Brief:
Every line with "axum" in it must be copied from the data.

=== Source information ===

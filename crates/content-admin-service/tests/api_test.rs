//! 管理后台 HTTP API 测试
//!
//! 使用内存仓储构建完整路由，通过 `oneshot` 驱动请求

use std::sync::Arc;

use axum::{
    Router,
    body::Body,
    http::{Method, Request, StatusCode},
};
use content_admin_service::{AppState, build_router};
use content_catalog::{CatalogRepositoryTrait, MemoryCatalogRepository};
use fake::Fake;
use fake::faker::lorem::en::Word;
use serde_json::{Value, json};
use tower::ServiceExt;

async fn create_test_app() -> Router {
    let repo: Arc<dyn CatalogRepositoryTrait> = Arc::new(MemoryCatalogRepository::new());
    let state = AppState::load(repo, "content-admin-service").await.unwrap();
    build_router(state)
}

async fn send(app: &Router, method: Method, uri: &str, body: Option<Value>) -> (StatusCode, Value) {
    let builder = Request::builder().method(method).uri(uri);
    let request = match body {
        Some(body) => builder
            .header("content-type", "application/json")
            .body(Body::from(body.to_string()))
            .unwrap(),
        None => builder.body(Body::empty()).unwrap(),
    };

    let response = app.clone().oneshot(request).await.unwrap();
    let status = response.status();
    let bytes = axum::body::to_bytes(response.into_body(), usize::MAX)
        .await
        .unwrap();
    let json = if bytes.is_empty() {
        Value::Null
    } else {
        serde_json::from_slice(&bytes).unwrap()
    };
    (status, json)
}

/// 创建实体并返回 data
async fn create(app: &Router, uri: &str, body: Value) -> Value {
    let (status, resp) = send(app, Method::POST, uri, Some(body)).await;
    assert_eq!(status, StatusCode::OK, "创建失败: {resp}");
    assert_eq!(resp["success"], true);
    resp["data"].clone()
}

fn id_of(value: &Value) -> i64 {
    value["id"].as_i64().unwrap()
}

/// Color（多选）+ Size（单选），模型绑定两者，分类 C1 使用该模型
struct Seed {
    size: Value,
    model: i64,
    category: i64,
}

async fn seed(app: &Router) -> Seed {
    let color = create(
        app,
        "/api/admin/content-attributes",
        json!({"name": "Color", "type": "multiple", "values": [{"value": "Red"}, {"value": "Blue"}]}),
    )
    .await;
    let size = create(
        app,
        "/api/admin/content-attributes",
        json!({"name": "Size", "type": "single", "values": [{"value": "S"}, {"value": "M"}, {"value": "L"}]}),
    )
    .await;
    let model = create(
        app,
        "/api/admin/content-models",
        json!({"name": "Apparel", "attributeIds": [id_of(&color), id_of(&size)]}),
    )
    .await;
    let category = create(
        app,
        "/api/admin/content-categories",
        json!({"name": "C1", "parentId": 0, "modelId": id_of(&model)}),
    )
    .await;

    Seed {
        size,
        model: id_of(&model),
        category: id_of(&category),
    }
}

mod health_endpoints {
    use super::*;

    #[tokio::test]
    async fn test_health_and_ready() {
        let app = create_test_app().await;

        let (status, body) = send(&app, Method::GET, "/health", None).await;
        assert_eq!(status, StatusCode::OK);
        assert_eq!(body["service"], "content-admin-service");

        let (status, body) = send(&app, Method::GET, "/ready", None).await;
        assert_eq!(status, StatusCode::OK);
        assert_eq!(body["checks"]["storage"], "ok");
    }
}

mod attribute_api {
    use super::*;

    /// 测试场景：创建后按关键字过滤列表，空白值被丢弃
    #[tokio::test]
    async fn test_create_and_search() {
        let app = create_test_app().await;
        let name: String = Word().fake();

        let created = create(
            &app,
            "/api/admin/content-attributes",
            json!({"name": format!("{name}-material"), "values": [{"value": " Cotton "}, {"value": "  "}]}),
        )
        .await;
        assert_eq!(created["type"], "single");
        assert_eq!(created["values"].as_array().unwrap().len(), 1);
        assert_eq!(created["values"][0]["value"], "Cotton");

        let (_, list) = send(
            &app,
            Method::GET,
            "/api/admin/content-attributes?keyword=MATERIAL",
            None,
        )
        .await;
        assert_eq!(list["data"].as_array().unwrap().len(), 1);

        let (_, list) = send(&app, Method::GET, "/api/admin/content-attributes?keyword=zzz", None).await;
        assert!(list["data"].as_array().unwrap().is_empty());
    }

    /// 测试场景：空名称或空值列表返回 400
    #[tokio::test]
    async fn test_validation_errors() {
        let app = create_test_app().await;

        let (status, body) = send(
            &app,
            Method::POST,
            "/api/admin/content-attributes",
            Some(json!({"name": "", "values": [{"value": "x"}]})),
        )
        .await;
        assert_eq!(status, StatusCode::BAD_REQUEST);
        assert_eq!(body["code"], "VALIDATION_ERROR");

        let (status, _) = send(
            &app,
            Method::POST,
            "/api/admin/content-attributes",
            Some(json!({"name": "Blank", "values": [{"value": "   "}]})),
        )
        .await;
        assert_eq!(status, StatusCode::BAD_REQUEST);
    }

    /// 测试场景：删除属性值后模型只保留剩余值
    #[tokio::test]
    async fn test_value_removal_prunes_model() {
        let app = create_test_app().await;
        let seed = seed(&app).await;
        let size_id = id_of(&seed.size);
        let s = &seed.size["values"][0];

        let (status, _) = send(
            &app,
            Method::PUT,
            &format!("/api/admin/content-attributes/{size_id}"),
            Some(json!({"values": [{"id": s["id"], "value": "S"}]})),
        )
        .await;
        assert_eq!(status, StatusCode::OK);

        let (_, refs) = send(
            &app,
            Method::GET,
            &format!("/api/admin/content-models/{}/attribute-values", seed.model),
            None,
        )
        .await;
        let size_refs: Vec<&Value> = refs["data"]
            .as_array()
            .unwrap()
            .iter()
            .filter(|r| r["attributeId"] == json!(size_id))
            .collect();
        assert_eq!(size_refs.len(), 1);
        assert_eq!(size_refs[0]["attributeValueId"], s["id"]);
    }
}

mod category_api {
    use super::*;

    /// 测试场景：B 移到 A 下，再把 A 移到 B 下被拒绝
    #[tokio::test]
    async fn test_move_and_cycle_rejection() {
        let app = create_test_app().await;
        let a = id_of(&create(&app, "/api/admin/content-categories", json!({"name": "A", "sort": 0})).await);
        let b = id_of(&create(&app, "/api/admin/content-categories", json!({"name": "B", "sort": 1})).await);

        let (status, _) = send(
            &app,
            Method::PATCH,
            &format!("/api/admin/content-categories/{b}/move"),
            Some(json!({"parentId": a})),
        )
        .await;
        assert_eq!(status, StatusCode::OK);

        let (_, tree) = send(&app, Method::GET, "/api/admin/content-categories/tree", None).await;
        let roots = tree["data"].as_array().unwrap();
        assert_eq!(roots.len(), 1);
        assert_eq!(roots[0]["id"], json!(a));
        assert_eq!(roots[0]["children"][0]["id"], json!(b));

        let (status, body) = send(
            &app,
            Method::PATCH,
            &format!("/api/admin/content-categories/{a}/move"),
            Some(json!({"parentId": b})),
        )
        .await;
        assert_eq!(status, StatusCode::CONFLICT);
        assert_eq!(body["code"], "CATEGORY_CYCLE");
    }

    /// 测试场景：非级联删除有子分类的节点返回 409，默认删除整棵子树
    #[tokio::test]
    async fn test_delete_modes() {
        let app = create_test_app().await;
        let root = id_of(&create(&app, "/api/admin/content-categories", json!({"name": "root"})).await);
        create(
            &app,
            "/api/admin/content-categories",
            json!({"name": "child", "parentId": root}),
        )
        .await;

        let (status, body) = send(
            &app,
            Method::DELETE,
            &format!("/api/admin/content-categories/{root}?cascade=false"),
            None,
        )
        .await;
        assert_eq!(status, StatusCode::CONFLICT);
        assert_eq!(body["code"], "CATEGORY_HAS_CHILDREN");

        let (status, body) = send(
            &app,
            Method::DELETE,
            &format!("/api/admin/content-categories/{root}"),
            None,
        )
        .await;
        assert_eq!(status, StatusCode::OK);
        assert_eq!(body["data"]["removed"], 2);

        let (status, _) = send(
            &app,
            Method::GET,
            &format!("/api/admin/content-categories/{root}"),
            None,
        )
        .await;
        assert_eq!(status, StatusCode::NOT_FOUND);
    }

    /// 测试场景：停用分类不出现在内容编辑分类树中，关键字过滤保留祖先
    #[tokio::test]
    async fn test_content_tree_and_filter() {
        let app = create_test_app().await;
        let root = id_of(&create(&app, "/api/admin/content-categories", json!({"name": "News"})).await);
        create(
            &app,
            "/api/admin/content-categories",
            json!({"name": "Sports", "parentId": root}),
        )
        .await;
        create(
            &app,
            "/api/admin/content-categories",
            json!({"name": "Archive", "isActive": false}),
        )
        .await;

        let (_, tree) = send(&app, Method::GET, "/api/admin/content-categories/content-tree", None).await;
        assert_eq!(tree["data"].as_array().unwrap().len(), 1);

        let (_, filtered) = send(
            &app,
            Method::GET,
            "/api/admin/content-categories/tree?keyword=sport",
            None,
        )
        .await;
        let roots = filtered["data"].as_array().unwrap();
        assert_eq!(roots.len(), 1);
        assert_eq!(roots[0]["name"], "News");
        assert_eq!(roots[0]["children"][0]["name"], "Sports");
    }

    /// 测试场景：分类适用模型查询，未绑定模型时 data 为 null
    #[tokio::test]
    async fn test_category_model() {
        let app = create_test_app().await;
        let seed = seed(&app).await;
        let bare = id_of(&create(&app, "/api/admin/content-categories", json!({"name": "bare"})).await);

        let (_, body) = send(
            &app,
            Method::GET,
            &format!("/api/admin/content-categories/{}/model", seed.category),
            None,
        )
        .await;
        assert_eq!(body["data"]["id"], json!(seed.model));
        assert_eq!(body["data"]["attributes"].as_array().unwrap().len(), 2);

        let (_, body) = send(
            &app,
            Method::GET,
            &format!("/api/admin/content-categories/{bare}/model"),
            None,
        )
        .await;
        assert!(body["data"].is_null());
    }
}

mod content_api {
    use super::*;

    /// 测试场景：单选属性重新选择时替换，超出单选限制返回 400
    #[tokio::test]
    async fn test_selection_flow() {
        let app = create_test_app().await;
        let seed = seed(&app).await;
        let size_id = id_of(&seed.size);
        let m = seed.size["values"][1]["id"].as_i64().unwrap();
        let l = seed.size["values"][2]["id"].as_i64().unwrap();

        let item = create(
            &app,
            "/api/admin/contents",
            json!({"title": "tee", "categoryId": seed.category, "attributeValueIds": [m]}),
        )
        .await;
        let item_id = id_of(&item);

        let (status, body) = send(
            &app,
            Method::POST,
            &format!("/api/admin/contents/{item_id}/attribute-values"),
            Some(json!({"attributeId": size_id, "valueId": l})),
        )
        .await;
        assert_eq!(status, StatusCode::OK);
        assert_eq!(body["data"], json!([{"attributeId": size_id, "valueId": l}]));

        let (status, body) = send(
            &app,
            Method::PUT,
            &format!("/api/admin/contents/{item_id}"),
            Some(json!({"attributeValueIds": [m, l]})),
        )
        .await;
        assert_eq!(status, StatusCode::BAD_REQUEST);
        assert_eq!(body["code"], "CARDINALITY_VIOLATION");

        let (status, body) = send(
            &app,
            Method::DELETE,
            &format!("/api/admin/contents/{item_id}/attribute-values/{size_id}"),
            None,
        )
        .await;
        assert_eq!(status, StatusCode::OK);
        assert_eq!(body["data"], json!([]));
    }

    /// 测试场景：换到无模型分类后选择清空
    #[tokio::test]
    async fn test_recategorize_purges_selections() {
        let app = create_test_app().await;
        let seed = seed(&app).await;
        let m = seed.size["values"][1]["id"].as_i64().unwrap();
        let c2 = id_of(&create(&app, "/api/admin/content-categories", json!({"name": "C2"})).await);
        let item = create(
            &app,
            "/api/admin/contents",
            json!({"title": "X", "categoryId": seed.category, "attributeValueIds": [m]}),
        )
        .await;
        let item_id = id_of(&item);

        let (status, body) = send(
            &app,
            Method::PUT,
            &format!("/api/admin/contents/{item_id}"),
            Some(json!({"categoryId": c2})),
        )
        .await;
        assert_eq!(status, StatusCode::OK);
        assert_eq!(body["data"]["attributeValues"], json!([]));

        let (_, body) = send(
            &app,
            Method::GET,
            &format!("/api/admin/contents/{item_id}/attribute-values"),
            None,
        )
        .await;
        assert_eq!(body["data"], json!([]));
    }

    /// 测试场景：分页查询返回总数与总页数
    #[tokio::test]
    async fn test_list_pagination() {
        let app = create_test_app().await;
        for i in 0..5 {
            let title: String = Word().fake();
            create(
                &app,
                "/api/admin/contents",
                json!({"title": format!("{title}-{i}"), "sort": i}),
            )
            .await;
        }

        let (status, body) = send(&app, Method::GET, "/api/admin/contents?page=2&pageSize=2", None).await;
        assert_eq!(status, StatusCode::OK);
        assert_eq!(body["data"]["total"], 5);
        assert_eq!(body["data"]["totalPages"], 3);
        assert_eq!(body["data"]["items"].as_array().unwrap().len(), 2);
    }

    #[tokio::test]
    async fn test_missing_content_returns_404() {
        let app = create_test_app().await;

        let (status, body) = send(&app, Method::GET, "/api/admin/contents/404", None).await;

        assert_eq!(status, StatusCode::NOT_FOUND);
        assert_eq!(body["code"], "CONTENT_NOT_FOUND");
        assert_eq!(body["success"], false);
    }
}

===

Response area:
use axum::{
    let bytes = axum::body::to_bytes(response.into_body(), usize::MAX)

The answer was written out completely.